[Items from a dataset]
---

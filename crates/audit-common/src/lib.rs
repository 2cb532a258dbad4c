//! Audit Trail Common Library
#![deny(clippy::unwrap_used, clippy::expect_used)]
//!
//! Ambient plumbing shared by every audit trail crate.
//!
//! - **Logging**: tracing subscriber setup driven by [`logging::LogConfig`]
//! - **Configuration**: environment-driven settings for storage backends
//!
//! # Example
//!
//! ```no_run
//! use audit_common::config::AuditConfig;
//! use audit_common::logging::{init_logging, LogConfig};
//!
//! fn main() -> anyhow::Result<()> {
//!     init_logging(&LogConfig::from_env()?)?;
//!     let config = AuditConfig::load()?;
//!     tracing::info!(table = %config.storage.table_name, "Audit trail configured");
//!     Ok(())
//! }
//! ```

pub mod config;
pub mod logging;

pub use config::{AuditConfig, CacheConfig, DatabaseConfig, IdStrategy, StorageConfig};
pub use logging::{init_logging, LogConfig, LogFormat, LogLevel, LogOutput};
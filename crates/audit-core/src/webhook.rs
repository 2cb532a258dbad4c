//! Write-only sink that forwards flushed batches to an HTTP endpoint

use std::time::Duration;

use async_trait::async_trait;
use reqwest::Client;
use tracing::{debug, warn};

use crate::error::{AuditError, AuditResult};
use crate::record::AuditRecord;
use crate::storage::AuditStorage;

/// Request timeout unless overridden with [`WebhookAuditStorage::with_timeout`]
pub const DEFAULT_WEBHOOK_TIMEOUT_SECS: u64 = 30;

/// POSTs each flushed batch as a JSON array of records
///
/// There is no read path, so `query_records` and `count_records` report
/// [`AuditError::Unsupported`]. Nothing is retried.
pub struct WebhookAuditStorage {
    client: Client,
    url: String,
    token: Option<String>,
}

impl WebhookAuditStorage {
    pub fn new(url: impl Into<String>) -> AuditResult<Self> {
        Self::with_timeout(url, Duration::from_secs(DEFAULT_WEBHOOK_TIMEOUT_SECS))
    }

    pub fn with_timeout(url: impl Into<String>, timeout: Duration) -> AuditResult<Self> {
        let client = Client::builder()
            .timeout(timeout)
            .build()
            .map_err(AuditError::backend)?;

        Ok(Self {
            client,
            url: url.into(),
            token: None,
        })
    }

    /// Send `Authorization: Bearer <token>` with every batch
    pub fn bearer_token(mut self, token: impl Into<String>) -> Self {
        self.token = Some(token.into());
        self
    }

    pub fn url(&self) -> &str {
        &self.url
    }
}

#[async_trait]
impl AuditStorage for WebhookAuditStorage {
    type Transaction = ();

    async fn write(&self, records: Vec<AuditRecord>, _trx: Option<&()>) -> AuditResult<()> {
        if records.is_empty() {
            return Ok(());
        }

        let mut request = self.client.post(&self.url).json(&records);
        if let Some(ref token) = self.token {
            request = request.bearer_auth(token);
        }

        let response = request.send().await.map_err(AuditError::backend)?;
        let status = response.status();

        if !status.is_success() {
            let body = response.text().await.unwrap_or_default();
            warn!(url = %self.url, status = status.as_u16(), "Audit webhook rejected batch");
            return Err(AuditError::Sink {
                status: status.as_u16(),
                body,
            });
        }

        debug!(url = %self.url, count = records.len(), "Delivered audit batch to webhook");
        Ok(())
    }
}

impl std::fmt::Debug for WebhookAuditStorage {
    fn fmt(&self, f: &mut std::fmt::Formatter<'_>) -> std::fmt::Result {
        f.debug_struct("WebhookAuditStorage")
            .field("url", &self.url)
            .field("token", &self.token.as_ref().map(|_| "***"))
            .finish()
    }
}
//! Process-local cache with per-entry expiry

use std::collections::HashMap;
use std::time::Duration;

use async_trait::async_trait;
use serde_json::Value as JsonValue;
use tokio::sync::RwLock;
use tokio::time::Instant;

use super::Cache;
use crate::error::AuditResult;

struct CacheEntry {
    value: JsonValue,
    expires_at: Option<Instant>,
}

impl CacheEntry {
    fn is_expired(&self, now: Instant) -> bool {
        self.expires_at.is_some_and(|at| at <= now)
    }
}

/// Non-persistent [`Cache`]; expired entries are evicted lazily on read
#[derive(Default)]
pub struct InMemoryCache {
    entries: RwLock<HashMap<String, CacheEntry>>,
}

impl InMemoryCache {
    pub fn new() -> Self {
        Self::default()
    }

    /// Number of stored entries, expired ones included until next read
    pub async fn len(&self) -> usize {
        self.entries.read().await.len()
    }

    pub async fn is_empty(&self) -> bool {
        self.entries.read().await.is_empty()
    }
}

#[async_trait]
impl Cache for InMemoryCache {
    async fn get(&self, key: &str) -> AuditResult<Option<JsonValue>> {
        let now = Instant::now();

        {
            let entries = self.entries.read().await;
            match entries.get(key) {
                None => return Ok(None),
                Some(entry) if !entry.is_expired(now) => return Ok(Some(entry.value.clone())),
                Some(_) => {},
            }
        }

        let mut entries = self.entries.write().await;
        if entries.get(key).is_some_and(|entry| entry.is_expired(now)) {
            entries.remove(key);
        }

        Ok(None)
    }

    async fn set(&self, key: &str, value: JsonValue, ttl: Option<Duration>) -> AuditResult<()> {
        let expires_at = ttl.map(|ttl| Instant::now() + ttl);
        self.entries
            .write()
            .await
            .insert(key.to_string(), CacheEntry { value, expires_at });
        Ok(())
    }

    async fn delete(&self, key: &str) -> AuditResult<()> {
        self.entries.write().await.remove(key);
        Ok(())
    }
}
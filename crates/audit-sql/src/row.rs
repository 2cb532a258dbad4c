//! Mapping between audit records and table rows

use std::str::FromStr;

use audit_core::codec::{
    decode_entity_id, encode_entity_id, encode_json, format_timestamp, join_actor,
    parse_timestamp, split_actor, JsonColumn,
};
use audit_core::{AuditError, AuditOperation, AuditRecord, AuditResult};
use serde_json::Value as JsonValue;
use sqlx::FromRow;

/// Column list in table order, shared by every SELECT
pub(crate) const SELECT_COLUMNS: &str = r#"id, type, operation, "table", entity_id, old_values, new_values, payload, timestamp, actor_id, actor_type, actor_data, metadata"#;

/// One row of the audit table; every JSON-valued column is kept as text
#[derive(Debug, Clone, PartialEq, FromRow)]
pub struct AuditRow {
    pub id: String,
    #[sqlx(rename = "type")]
    pub audit_type: String,
    pub operation: String,
    #[sqlx(rename = "table")]
    pub table_name: Option<String>,
    pub entity_id: Option<String>,
    pub old_values: Option<String>,
    pub new_values: Option<String>,
    pub payload: Option<String>,
    pub timestamp: String,
    pub actor_id: Option<String>,
    pub actor_type: Option<String>,
    pub actor_data: Option<String>,
    pub metadata: Option<String>,
}

impl AuditRow {
    pub fn from_record(record: &AuditRecord) -> AuditResult<Self> {
        let (actor_id, actor_type, actor_data) = split_actor(record.actor.as_ref());

        Ok(Self {
            id: record.id.clone(),
            audit_type: record.audit_type.clone(),
            operation: record.operation.as_str().to_string(),
            table_name: record.table.clone(),
            entity_id: record.entity_id.as_ref().map(encode_entity_id),
            old_values: encode_optional(record.old_values.as_ref())?,
            new_values: encode_optional(record.new_values.as_ref())?,
            payload: encode_optional(record.payload.as_ref())?,
            timestamp: format_timestamp(&record.timestamp),
            actor_id,
            actor_type,
            actor_data: encode_optional(actor_data.as_ref())?,
            metadata: record
                .metadata
                .as_ref()
                .map(|m| encode_json(&JsonValue::Object(m.clone())))
                .transpose()?,
        })
    }

    pub fn into_record(self) -> AuditResult<AuditRecord> {
        let metadata = match decode_optional(self.metadata)? {
            Some(JsonValue::Object(fields)) => Some(fields),
            Some(JsonValue::Null) | None => None,
            Some(other) => {
                return Err(AuditError::invalid_record(format!(
                    "metadata of record '{}' must be an object, got {other}",
                    self.id
                )))
            },
        };

        Ok(AuditRecord {
            operation: AuditOperation::from_str(&self.operation)?,
            table: self.table_name,
            entity_id: self
                .entity_id
                .map(|text| decode_entity_id(JsonColumn::Text(text)))
                .transpose()?,
            old_values: decode_optional(self.old_values)?,
            new_values: decode_optional(self.new_values)?,
            payload: decode_optional(self.payload)?,
            timestamp: parse_timestamp(&self.timestamp)?,
            actor: join_actor(self.actor_id, self.actor_type, self.actor_data.map(JsonColumn::Text))?,
            metadata,
            id: self.id,
            audit_type: self.audit_type,
        })
    }
}

fn encode_optional(value: Option<&JsonValue>) -> AuditResult<Option<String>> {
    value.map(encode_json).transpose()
}

fn decode_optional(text: Option<String>) -> AuditResult<Option<JsonValue>> {
    text.map(|t| JsonColumn::Text(t).into_value()).transpose()
}
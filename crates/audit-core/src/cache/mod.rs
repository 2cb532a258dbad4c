//! Cache-backed audit storage
//!
//! [`CacheAuditStorage`] runs on any key/value [`Cache`]: a shared remote cache
//! for small distributed setups, or [`InMemoryCache`] for tests and single
//! process deployments.

mod memory;
mod storage;

pub use memory::InMemoryCache;
pub use storage::{CacheAuditStorage, InMemoryAuditStorage};

use std::time::Duration;

use async_trait::async_trait;
use serde_json::Value as JsonValue;

use crate::error::AuditResult;

/// Minimal JSON key/value cache
#[async_trait]
pub trait Cache: Send + Sync {
    /// Value under `key`, or `None` if absent or expired
    async fn get(&self, key: &str) -> AuditResult<Option<JsonValue>>;

    /// Store `value`; `ttl` of `None` keeps it until evicted
    async fn set(&self, key: &str, value: JsonValue, ttl: Option<Duration>) -> AuditResult<()>;

    async fn delete(&self, key: &str) -> AuditResult<()>;
}
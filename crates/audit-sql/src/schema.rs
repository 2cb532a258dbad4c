//! SQLite schema for the audit table

use audit_common::config::is_identifier;
use audit_core::{AuditError, AuditResult};
use sqlx::SqlitePool;
use tracing::debug;

/// Create the audit table and its indexes if they do not exist yet
///
/// `id` defaults to a random hex string so rows inserted without one
/// (database-assigned ids) still get a primary key.
pub async fn ensure_schema(pool: &SqlitePool, table: &str) -> AuditResult<()> {
    if !is_identifier(table) {
        return Err(AuditError::config(format!("invalid audit table name '{table}'")));
    }

    sqlx::query(&format!(
        r#"
        CREATE TABLE IF NOT EXISTS {table} (
            id TEXT PRIMARY KEY NOT NULL DEFAULT (lower(hex(randomblob(16)))),
            type TEXT NOT NULL,
            operation TEXT NOT NULL DEFAULT 'CUSTOM',
            "table" TEXT,
            entity_id TEXT,

            -- JSON text
            old_values TEXT,
            new_values TEXT,
            payload TEXT,

            -- RFC 3339, millisecond precision, UTC
            timestamp TEXT NOT NULL,

            actor_id TEXT,
            actor_type TEXT,
            actor_data TEXT,
            metadata TEXT
        )
        "#
    ))
    .execute(pool)
    .await
    .map_err(AuditError::backend)?;

    for column in ["type", "timestamp", "actor_id", "entity_id"] {
        sqlx::query(&format!(
            "CREATE INDEX IF NOT EXISTS idx_{table}_{column} ON {table}({column})"
        ))
        .execute(pool)
        .await
        .map_err(AuditError::backend)?;
    }

    debug!(table, "Audit schema ready");

    Ok(())
}
pub mod coordinates;
pub mod fairteiler;
pub mod position;
pub mod status;

pub use coordinates::{Coordinates, ProximityTarget, DEFAULT_PROXIMITY_RADIUS_METERS};
pub use fairteiler::Fairteiler;
pub use position::{ErrorKind, PositionError, PositionOptions, PositionReading, TrackingMode};
pub use status::{
    AcquisitionPhase, AcquisitionState, LocationStatus, ProximityResult, RetryState,
    DEFAULT_MAX_ATTEMPTS,
};
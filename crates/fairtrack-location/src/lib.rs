//! FairTrack Location - Position acquisition and the contribution gate
//!
//! This crate turns a platform geolocation service into a single derived
//! [`LocationStatus`](fairtrack_core::models::LocationStatus) that decides whether
//! the donation form is unlocked.

pub mod context;
pub mod controller;
pub mod derive;
pub mod policy;
pub mod simulated;
pub mod tracker;

// Re-export main types
pub use context::ContributionContext;
pub use controller::{AcquisitionController, Effect, Generation, TimerKind, TrackingEvent};
pub use derive::{derive_status, LocationSnapshot};
pub use policy::RetryPolicy;
pub use simulated::{SimulatedOutcome, SimulatedProvider, SimulatedStep};
pub use tracker::{LocationTracker, TrackerSettings};
//! Consumption surface shared by the contribution form and the map view.

use fairtrack_core::models::{
    Coordinates, Fairteiler, LocationStatus, ProximityTarget, TrackingMode,
};
use fairtrack_core::{FairtrackError, Result};
use fairtrack_geo::target_for;
use tokio::sync::{broadcast, mpsc, watch};
use tokio::task::JoinHandle;

use crate::controller::TrackingEvent;
use crate::derive::LocationSnapshot;
use crate::tracker::{Command, TrackerSettings};

/// Handle to a running [`LocationTracker`](crate::tracker::LocationTracker).
///
/// Reads are served from the latest published snapshot and never block. Commands
/// are queued to the tracker task and applied in order. Dropping the context
/// stops the tracker and releases every platform subscription and timer.
#[derive(Debug)]
pub struct ContributionContext {
    commands: mpsc::UnboundedSender<Command>,
    snapshot: watch::Receiver<LocationSnapshot>,
    events: broadcast::Sender<TrackingEvent>,
    settings: TrackerSettings,
    task: JoinHandle<()>,
}

impl ContributionContext {
    pub(crate) fn new(
        commands: mpsc::UnboundedSender<Command>,
        snapshot: watch::Receiver<LocationSnapshot>,
        events: broadcast::Sender<TrackingEvent>,
        settings: TrackerSettings,
        task: JoinHandle<()>,
    ) -> Self {
        Self { commands, snapshot, events, settings, task }
    }

    pub fn location_status(&self) -> LocationStatus {
        self.snapshot.borrow().status
    }

    /// Latest fix, kept while a retry is in progress
    pub fn coordinates(&self) -> Option<Coordinates> {
        self.snapshot.borrow().coordinates
    }

    /// True exactly when the status is `Verified`
    pub fn is_location_verified(&self) -> bool {
        self.snapshot.borrow().is_location_verified
    }

    pub fn snapshot(&self) -> LocationSnapshot {
        self.snapshot.borrow().clone()
    }

    /// Independent receiver for views that re-render on every change
    pub fn snapshots(&self) -> watch::Receiver<LocationSnapshot> {
        self.snapshot.clone()
    }

    /// Restart acquisition from attempt zero
    pub fn request_location(&self) -> Result<()> {
        self.send(Command::RequestLocation)
    }

    /// Start tracking in the configured mode
    pub fn enable_tracking(&self) -> Result<()> {
        self.send(Command::EnableTracking(None))
    }

    pub fn enable_tracking_with(&self, mode: TrackingMode) -> Result<()> {
        self.send(Command::EnableTracking(Some(mode)))
    }

    pub fn disable_tracking(&self) -> Result<()> {
        self.send(Command::DisableTracking)
    }

    pub fn set_target(&self, target: Option<ProximityTarget>) -> Result<()> {
        self.send(Command::SetTarget(target))
    }

    /// Gate on a Fairteiler's stored location.
    ///
    /// A Fairteiler without usable coordinates clears the target, which keeps the
    /// form locked.
    pub fn set_fairteiler(&self, fairteiler: &Fairteiler) -> Result<()> {
        let target = target_for(fairteiler, self.settings.proximity_radius_m);
        self.set_target(target)
    }

    /// Receive tracking events published from now on
    pub fn subscribe(&self) -> broadcast::Receiver<TrackingEvent> {
        self.events.subscribe()
    }

    /// Wait until the next snapshot is published
    pub async fn changed(&mut self) -> Result<LocationSnapshot> {
        self.snapshot.changed().await.map_err(|_| FairtrackError::TrackerClosed)?;
        Ok(self.snapshot.borrow_and_update().clone())
    }

    /// Wait until a snapshot satisfies `predicate`, checking the current one first
    pub async fn wait_for<F>(&mut self, mut predicate: F) -> Result<LocationSnapshot>
    where
        F: FnMut(&LocationSnapshot) -> bool,
    {
        let snapshot = self
            .snapshot
            .wait_for(|snapshot| predicate(snapshot))
            .await
            .map_err(|_| FairtrackError::TrackerClosed)?;
        Ok(snapshot.clone())
    }

    /// Stop the tracker and wait for it to release its resources
    pub async fn shutdown(self) {
        let Self { commands, task, .. } = self;
        drop(commands);
        if let Err(e) = task.await {
            tracing::warn!(error = %e, "Location tracker did not shut down cleanly");
        }
    }

    fn send(&self, command: Command) -> Result<()> {
        self.commands.send(command).map_err(|_| FairtrackError::TrackerClosed)
    }
}
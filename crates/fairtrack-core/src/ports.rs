//! Port trait definitions
//!
//! These traits define the interfaces that platform adapters must implement.

pub mod geolocation;

pub use geolocation::{GeolocationProvider, PositionStream};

---

▶ **REQUIREMENT**
Return, line for line and unchanged, the data from its first line through the line containing "filename crates/audit-core/src/webhook.rs".

▶ **WORKED SOLUTION**
filename crates/audit-common/src/lib.rs
repository 2cb532a258dbad4c
//! Audit Trail Common Library
#![deny(clippy::unwrap_used, clippy::expect_used)]
//!
//! Ambient plumbing shared by every audit trail crate.
//!
//! - **Logging**: tracing subscriber setup driven by [`logging::LogConfig`]
//! - **Configuration**: environment-driven settings for storage backends
//!
//! # Example
//!
//! ```no_run
//! use audit_common::config::AuditConfig;
//! use audit_common::logging::{init_logging, LogConfig};
//!
//! fn main() -> anyhow::Result<()> {
//!     init_logging(&LogConfig::from_env()?)?;
//!     let config = AuditConfig::load()?;
//!     tracing::info!(table = %config.storage.table_name, "Audit trail configured");
//!     Ok(())
//! }
//! ```

pub mod config;
pub mod logging;

pub use config::{AuditConfig, CacheConfig, DatabaseConfig, IdStrategy, StorageConfig};
pub use logging::{init_logging, LogConfig, LogFormat, LogLevel, LogOutput};
filename crates/audit-core/src/webhook.rs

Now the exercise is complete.